Collected data:
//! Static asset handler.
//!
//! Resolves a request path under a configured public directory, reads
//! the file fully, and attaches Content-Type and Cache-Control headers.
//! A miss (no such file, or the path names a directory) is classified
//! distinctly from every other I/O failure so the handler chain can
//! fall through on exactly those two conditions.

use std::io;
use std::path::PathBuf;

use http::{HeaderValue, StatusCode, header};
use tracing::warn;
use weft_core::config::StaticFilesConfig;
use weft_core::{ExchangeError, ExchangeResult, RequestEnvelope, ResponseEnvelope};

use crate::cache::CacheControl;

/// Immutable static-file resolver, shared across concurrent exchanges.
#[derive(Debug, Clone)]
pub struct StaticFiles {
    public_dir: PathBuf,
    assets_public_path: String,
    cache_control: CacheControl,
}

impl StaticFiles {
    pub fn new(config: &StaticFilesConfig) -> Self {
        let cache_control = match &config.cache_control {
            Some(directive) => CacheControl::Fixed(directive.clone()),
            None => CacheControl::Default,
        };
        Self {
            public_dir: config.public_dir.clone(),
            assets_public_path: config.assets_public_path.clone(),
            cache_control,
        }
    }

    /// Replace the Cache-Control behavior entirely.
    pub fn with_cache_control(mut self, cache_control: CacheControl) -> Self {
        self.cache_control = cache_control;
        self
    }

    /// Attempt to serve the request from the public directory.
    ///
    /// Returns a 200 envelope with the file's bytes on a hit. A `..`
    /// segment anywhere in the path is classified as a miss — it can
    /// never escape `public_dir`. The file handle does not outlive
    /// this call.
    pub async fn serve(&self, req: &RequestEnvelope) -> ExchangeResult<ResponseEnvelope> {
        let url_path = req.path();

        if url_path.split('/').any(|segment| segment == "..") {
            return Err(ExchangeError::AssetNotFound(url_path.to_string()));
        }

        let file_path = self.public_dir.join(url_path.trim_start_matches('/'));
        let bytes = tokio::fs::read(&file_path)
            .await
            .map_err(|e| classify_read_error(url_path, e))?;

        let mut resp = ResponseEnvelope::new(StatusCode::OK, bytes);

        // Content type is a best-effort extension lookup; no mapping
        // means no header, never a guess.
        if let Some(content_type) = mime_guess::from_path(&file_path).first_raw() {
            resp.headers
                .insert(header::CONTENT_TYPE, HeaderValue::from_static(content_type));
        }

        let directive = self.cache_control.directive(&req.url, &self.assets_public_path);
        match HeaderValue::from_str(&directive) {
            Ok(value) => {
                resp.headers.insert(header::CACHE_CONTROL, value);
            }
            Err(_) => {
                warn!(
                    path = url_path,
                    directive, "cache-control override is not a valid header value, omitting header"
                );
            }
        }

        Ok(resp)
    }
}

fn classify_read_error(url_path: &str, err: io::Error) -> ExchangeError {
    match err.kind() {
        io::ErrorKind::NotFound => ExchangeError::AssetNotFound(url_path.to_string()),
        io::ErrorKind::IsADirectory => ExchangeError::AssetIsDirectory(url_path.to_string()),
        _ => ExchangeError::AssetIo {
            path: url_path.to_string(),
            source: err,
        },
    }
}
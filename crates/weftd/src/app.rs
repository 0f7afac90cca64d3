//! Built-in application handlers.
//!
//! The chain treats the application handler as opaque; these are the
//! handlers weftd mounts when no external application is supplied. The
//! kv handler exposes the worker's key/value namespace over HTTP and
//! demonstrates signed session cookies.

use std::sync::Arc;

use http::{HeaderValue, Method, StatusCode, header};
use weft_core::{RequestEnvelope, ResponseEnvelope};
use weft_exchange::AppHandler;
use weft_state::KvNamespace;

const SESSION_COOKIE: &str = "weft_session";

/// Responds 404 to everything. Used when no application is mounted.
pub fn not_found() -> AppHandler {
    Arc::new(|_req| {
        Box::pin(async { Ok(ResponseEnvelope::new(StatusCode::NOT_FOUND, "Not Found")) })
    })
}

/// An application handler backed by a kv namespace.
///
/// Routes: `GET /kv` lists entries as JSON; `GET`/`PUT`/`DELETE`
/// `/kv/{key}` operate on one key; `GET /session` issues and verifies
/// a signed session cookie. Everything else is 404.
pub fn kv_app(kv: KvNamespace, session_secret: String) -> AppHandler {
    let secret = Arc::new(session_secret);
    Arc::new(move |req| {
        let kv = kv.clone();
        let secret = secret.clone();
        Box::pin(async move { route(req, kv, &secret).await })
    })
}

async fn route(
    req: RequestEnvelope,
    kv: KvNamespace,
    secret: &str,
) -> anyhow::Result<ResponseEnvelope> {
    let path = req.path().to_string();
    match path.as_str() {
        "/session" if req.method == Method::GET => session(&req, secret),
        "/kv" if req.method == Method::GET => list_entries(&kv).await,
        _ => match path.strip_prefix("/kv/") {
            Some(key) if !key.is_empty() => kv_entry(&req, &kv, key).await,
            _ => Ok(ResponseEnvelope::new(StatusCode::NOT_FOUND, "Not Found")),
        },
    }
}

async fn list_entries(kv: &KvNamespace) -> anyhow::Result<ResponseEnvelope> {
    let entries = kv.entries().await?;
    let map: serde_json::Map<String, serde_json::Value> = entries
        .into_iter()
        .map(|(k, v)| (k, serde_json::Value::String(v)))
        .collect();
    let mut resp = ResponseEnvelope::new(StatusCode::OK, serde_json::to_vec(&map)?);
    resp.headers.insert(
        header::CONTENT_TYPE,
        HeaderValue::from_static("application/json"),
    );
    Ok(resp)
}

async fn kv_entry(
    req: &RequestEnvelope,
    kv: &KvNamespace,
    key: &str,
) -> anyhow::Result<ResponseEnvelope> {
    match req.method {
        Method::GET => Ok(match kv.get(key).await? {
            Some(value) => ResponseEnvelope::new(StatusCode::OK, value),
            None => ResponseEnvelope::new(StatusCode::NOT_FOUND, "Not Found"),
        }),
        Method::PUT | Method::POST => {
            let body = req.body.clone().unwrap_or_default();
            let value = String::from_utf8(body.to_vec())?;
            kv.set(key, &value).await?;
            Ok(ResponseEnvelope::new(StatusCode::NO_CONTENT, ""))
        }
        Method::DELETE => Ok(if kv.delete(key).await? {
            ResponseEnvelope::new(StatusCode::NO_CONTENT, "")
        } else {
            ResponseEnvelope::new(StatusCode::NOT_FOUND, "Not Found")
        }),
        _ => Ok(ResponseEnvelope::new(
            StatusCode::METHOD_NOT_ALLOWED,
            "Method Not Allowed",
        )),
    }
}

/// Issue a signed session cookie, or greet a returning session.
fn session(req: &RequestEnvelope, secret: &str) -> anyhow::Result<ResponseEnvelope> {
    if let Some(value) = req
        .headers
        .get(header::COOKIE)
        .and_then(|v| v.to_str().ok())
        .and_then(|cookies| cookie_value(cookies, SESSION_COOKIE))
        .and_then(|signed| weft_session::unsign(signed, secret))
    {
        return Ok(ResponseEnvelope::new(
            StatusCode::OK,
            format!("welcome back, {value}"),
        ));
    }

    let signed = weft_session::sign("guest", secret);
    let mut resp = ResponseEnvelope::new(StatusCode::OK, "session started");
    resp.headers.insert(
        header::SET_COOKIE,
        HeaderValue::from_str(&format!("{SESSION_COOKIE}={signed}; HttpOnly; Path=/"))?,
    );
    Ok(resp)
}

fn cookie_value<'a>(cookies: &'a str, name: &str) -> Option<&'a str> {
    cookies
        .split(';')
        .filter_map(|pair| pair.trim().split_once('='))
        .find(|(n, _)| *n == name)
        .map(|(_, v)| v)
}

- WHAT YOU HAVE TO DO: Write out each line of the data that holds the string "PathBuf".

- RESPONSE TO THE TASK:
use std::path::PathBuf;
    public_dir: PathBuf,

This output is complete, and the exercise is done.